Las bolsas europeas han cerrado con subidas generalizadas en una sesión de tono constructivo, aunque marcada por la cautela. El principal foco de atención se sitúa en las actas de la Reserva Federal, que se conocerán más tarde y que podrían ofrecer pistas sobre el ritmo de la política monetaria en los próximos meses. El mercado ha preferido mantener el sesgo positivo, apoyado en la estabilidad de los bonos y en la sensación de que el ciclo económico sigue sin señales claras de deterioro inmediato.
Entre los focos del día han destacado el comportamiento del sector bancario, que sigue beneficiándose de unos tipos todavía elevados, y el sector industrial y energético, favorecido por la recuperación del crudo y por la moderación reciente de los datos de inflación. Al mismo tiempo, el mercado de deuda se mantiene relativamente estable, con las TIRes contenidas a la espera del mensaje de la Fed. Este equilibrio ha permitido a la renta variable europea consolidar niveles sin sobresaltos.
El debate de fondo: ¿demasiado peso en EE.UU.?
En paralelo, el mercado digiere un mensaje que empieza a ganar eco en Wall Street: la conveniencia de reducir exposición a activos estadounidenses. Según recoge Barbara Kollmeyer, el veterano inversor Andy Constan, fundador de Damped Spring Advisors, está recomendando a sus clientes vender activos estadounidenses tras casi dos décadas de claro dominio de EE.UU. frente al resto del mundo.
Constan sostiene que el atractivo relativo ha cambiado: los rendimientos de los bonos fuera de EE.UU. —especialmente en Japón y Alemania— han aumentado de forma significativa, ofreciendo ahora un perfil riesgo-retorno más equilibrado, algo que durante años no ocurrió.

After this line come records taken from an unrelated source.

//! Access log format module
//!
//! Supports multiple log formats:
//! - `combined` (Apache/Nginx combined format)
//! - `common` (Common Log Format - CLF)
//! - `json` (JSON structured logging)

use chrono::Local;

/// Access log entry containing all request/response information
#[derive(Debug, Clone)]
pub struct AccessLogEntry {
    /// Client IP address
    pub remote_addr: String,
    /// Request timestamp
    pub time: chrono::DateTime<Local>,
    /// HTTP method (GET, HEAD, ...)
    pub method: String,
    /// Request URI path
    pub path: String,
    /// Query string (without leading ?)
    pub query: Option<String>,
    /// Response status code
    pub status: u16,
    /// Response body size in bytes
    pub body_bytes: usize,
    /// User-Agent header
    pub user_agent: Option<String>,
}

impl AccessLogEntry {
    /// Create a new access log entry with current timestamp
    pub fn new(remote_addr: String, method: String, path: String) -> Self {
        Self {
            remote_addr,
            time: Local::now(),
            method,
            path,
            query: None,
            status: 200,
            body_bytes: 0,
            user_agent: None,
        }
    }

    /// Format the log entry according to the specified format
    ///
    /// Unknown format names fall back to `common`.
    pub fn format(&self, format: &str) -> String {
        match format {
            "combined" => self.format_combined(),
            "json" => self.format_json(),
            _ => self.format_common(),
        }
    }

    fn request_line(&self) -> String {
        format!(
            "{} {}{} HTTP/1.1",
            self.method,
            self.path,
            self.query
                .as_ref()
                .map(|q| format!("?{q}"))
                .unwrap_or_default(),
        )
    }

    /// Apache/Nginx Combined Log Format
    fn format_combined(&self) -> String {
        format!(
            "{} - - [{}] \"{}\" {} {} \"-\" \"{}\"",
            self.remote_addr,
            self.time.format("%d/%b/%Y:%H:%M:%S %z"),
            self.request_line(),
            self.status,
            self.body_bytes,
            self.user_agent.as_deref().unwrap_or("-"),
        )
    }

    /// Common Log Format (CLF)
    fn format_common(&self) -> String {
        format!(
            "{} - - [{}] \"{}\" {} {}",
            self.remote_addr,
            self.time.format("%d/%b/%Y:%H:%M:%S %z"),
            self.request_line(),
            self.status,
            self.body_bytes,
        )
    }

    /// JSON structured log format
    fn format_json(&self) -> String {
        serde_json::json!({
            "time": self.time.to_rfc3339(),
            "remote_addr": self.remote_addr,
            "method": self.method,
            "path": self.path,
            "query": self.query,
            "status": self.status,
            "body_bytes": self.body_bytes,
            "user_agent": self.user_agent,
        })
        .to_string()
    }
}

#[cfg(test)]
mod tests {
    use super::*;

    fn entry() -> AccessLogEntry {
        let mut e = AccessLogEntry::new(
            "127.0.0.1".to_string(),
            "GET".to_string(),
            "/problems/42".to_string(),
        );
        e.status = 200;
        e.body_bytes = 1024;
        e
    }

    #[test]
    fn test_common_format() {
        let line = entry().format("common");
        assert!(line.starts_with("127.0.0.1 - - ["));
        assert!(line.contains("\"GET /problems/42 HTTP/1.1\" 200 1024"));
    }

    #[test]
    fn test_combined_format_includes_user_agent() {
        let mut e = entry();
        e.user_agent = Some("curl/8.0".to_string());
        let line = e.format("combined");
        assert!(line.ends_with("\"curl/8.0\""));
    }

    #[test]
    fn test_query_string_in_request_line() {
        let mut e = entry();
        e.query = Some("page=2".to_string());
        assert!(e.format("common").contains("/problems/42?page=2"));
    }

    #[test]
    fn test_json_format_parses() {
        let line = entry().format("json");
        let value: serde_json::Value = serde_json::from_str(&line).unwrap();
        assert_eq!(value["status"], 200);
        assert_eq!(value["path"], "/problems/42");
    }

    #[test]
    fn test_unknown_format_falls_back_to_common() {
        let e = entry();
        assert_eq!(e.format("bogus"), e.format("common"));
    }
}
//! Server module
//!
//! Listener setup, the accept loop, per-connection serving, and the
//! browser auto-open hook.

mod browser;
mod connection;
mod listener;

pub use browser::open_browser;
pub use listener::create_reusable_listener;

use std::sync::atomic::AtomicUsize;
use std::sync::Arc;

use tokio::net::TcpListener;

use crate::config::AppState;
use crate::logger;

/// Run the accept loop until the process is stopped
pub async fn run(
    listener: TcpListener,
    state: Arc<AppState>,
) -> Result<(), Box<dyn std::error::Error>> {
    let active_connections = Arc::new(AtomicUsize::new(0));

    loop {
        match listener.accept().await {
            Ok((stream, peer_addr)) => {
                connection::accept_connection(stream, peer_addr, &state, &active_connections);
            }
            Err(e) => {
                logger::log_error(&format!("Failed to accept connection: {e}"));
            }
        }
    }
}
//! Logger module
//!
//! Provides logging utilities for the dev server: lifecycle messages,
//! access logging with multiple formats, and error/warning logging.
//! Everything goes to stdout/stderr; a dev server has no log files to
//! rotate.

mod format;

pub use format::AccessLogEntry;

use std::net::SocketAddr;

use crate::config::Config;

fn write_info(message: &str) {
    println!("{message}");
}

fn write_error(message: &str) {
    eprintln!("{message}");
}

pub fn log_server_start(addr: &SocketAddr, config: &Config) {
    write_info("======================================");
    write_info("SPA dev server started");
    write_info(&format!("Listening on: http://{addr}"));
    write_info(&format!("Serving assets from: {}", config.spa.static_dir));
    write_info(&format!(
        "History API fallback: {}",
        if config.spa.history_api_fallback {
            "enabled"
        } else {
            "disabled"
        }
    ));
    if let Some(workers) = config.server.workers {
        write_info(&format!("Worker threads: {workers}"));
    }
    write_info("Route inspection: GET /__routes");
    write_info("======================================\n");
}

pub fn log_connection_accepted(peer_addr: &SocketAddr) {
    write_info(&format!("[Connection] Accepted from: {peer_addr}"));
}

pub fn log_connection_error(err: &impl std::fmt::Debug) {
    write_error(&format!("[ERROR] Failed to serve connection: {err:?}"));
}

pub fn log_error(message: &str) {
    write_error(&format!("[ERROR] {message}"));
}

pub fn log_warning(message: &str) {
    write_error(&format!("[WARN] {message}"));
}

pub fn log_headers_count(count: usize, show: bool) {
    if show {
        write_info(&format!("[Headers] Count: {count}"));
    }
}

/// Log formatted access log entry
pub fn log_access(entry: &AccessLogEntry, format: &str) {
    write_info(&entry.format(format));
}

/// Log which view a deep link resolves to before the index rewrite
pub fn log_fallback(path: &str, view: Option<&str>) {
    match view {
        Some(view) => write_info(&format!("[Fallback] {path} -> index ({view})")),
        None => write_info(&format!("[Fallback] {path} -> index (no route matches)")),
    }
}

pub fn log_browser_opened(url: &str) {
    write_info(&format!("[Browser] Opened {url}"));
}

pub fn log_browser_open_failed(url: &str, err: &std::io::Error) {
    write_error(&format!("[WARN] Could not open browser at {url}: {err}"));
}
// Application state module
// Read-only state shared across connection tasks

use std::sync::Arc;

use crate::routing::{default_registry, default_table, RouteTable, ViewRegistry};

use super::types::Config;

/// Application state
///
/// Everything here is immutable after startup: the config is fixed for
/// the process lifetime and the route table is read-only by design, so
/// the state can be shared across any number of connection tasks
/// without synchronization.
pub struct AppState {
    pub config: Config,
    pub routes: Arc<RouteTable>,
    pub views: Arc<ViewRegistry>,
}

impl AppState {
    pub fn new(config: Config) -> Self {
        Self {
            config,
            routes: Arc::new(default_table()),
            views: Arc::new(default_registry()),
        }
    }
}
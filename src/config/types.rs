// Configuration types module
// Defines all configuration-related data structures

use serde::{Deserialize, Serialize};

/// Main configuration structure
#[derive(Debug, Deserialize, Clone)]
pub struct Config {
    pub server: ServerConfig,
    pub spa: SpaConfig,
    pub logging: LoggingConfig,
    pub performance: PerformanceConfig,
}

/// Server configuration
#[derive(Debug, Deserialize, Serialize, Clone)]
pub struct ServerConfig {
    /// Bind address; the default binds all interfaces
    pub host: String,
    pub port: u16,
    /// Auto-launch a browser after bind (defaults on only for macOS)
    pub open: bool,
    pub workers: Option<usize>,
}

/// Single-page application configuration
#[derive(Debug, Deserialize, Serialize, Clone)]
pub struct SpaConfig {
    /// Directory holding the built frontend assets
    pub static_dir: String,
    /// Entry document served for deep links
    pub index_file: String,
    /// Rewrite unmatched deep-link paths to the entry document so the
    /// client-side resolver runs instead of a server 404
    pub history_api_fallback: bool,
}

/// Logging configuration
#[derive(Debug, Deserialize, Serialize, Clone)]
pub struct LoggingConfig {
    pub access_log: bool,
    /// Access log format (combined, common, or json)
    pub access_log_format: String,
    pub show_headers: bool,
}

/// Performance configuration
#[derive(Debug, Deserialize, Serialize, Clone)]
pub struct PerformanceConfig {
    pub keep_alive_timeout: u64,
    pub read_timeout: u64,
    pub write_timeout: u64,
    pub max_connections: Option<u64>,
}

Durante más de 20 años, los activos estadounidenses —tanto acciones como bonos— han superado con claridad al resto del mundo, apoyados en políticas monetarias expansivas, fuerte estímulo fiscal y un entorno financiero muy favorable. Sin embargo, Constan considera que ese diferencial se está reduciendo y que el aumento de rentabilidades en otras geografías permite ahora obtener retornos positivos atractivos incluso en escenarios de desaceleración o recesión.
Además, apunta a que la mejora del equilibrio en mercados como Reino Unido, Canadá o Australia, junto con el repunte de los tipos en Europa y Japón, podría estar detrás de la reciente debilidad del dólar, a medida que los inversores globales repatrían capital hacia sus mercados domésticos.
Un mercado en equilibrio… pero con tensión latente
Más allá de la rotación geográfica, Constan advierte sobre otro elemento clave: el nivel de apalancamiento y liquidez acumulado en el sistema financiero. En un entorno donde la inteligencia artificial sigue impulsando valoraciones elevadas y el mercado descuenta escenarios benignos, el riesgo no está necesariamente en una caída inmediata, sino en la posibilidad de movimientos amplios —al alza o a la baja— si el equilibrio se rompe.
Su mensaje final es de prudencia estratégica: diversificación global, bajo coste y enfoque a largo plazo, evitando la tentación de anticipar cada giro del mercado.
Así, mientras Europa cierra en positivo y espera las actas de la Fed para calibrar el siguiente movimiento, el debate estructural sobre la diversificación fuera de EE.UU. empieza a ganar peso. El equilibrio entre renta variable y renta fija, y entre regiones, vuelve al centro de la conversación en un momento en el que el ciclo aún resiste, pero la complacencia empieza a ser cuestionada.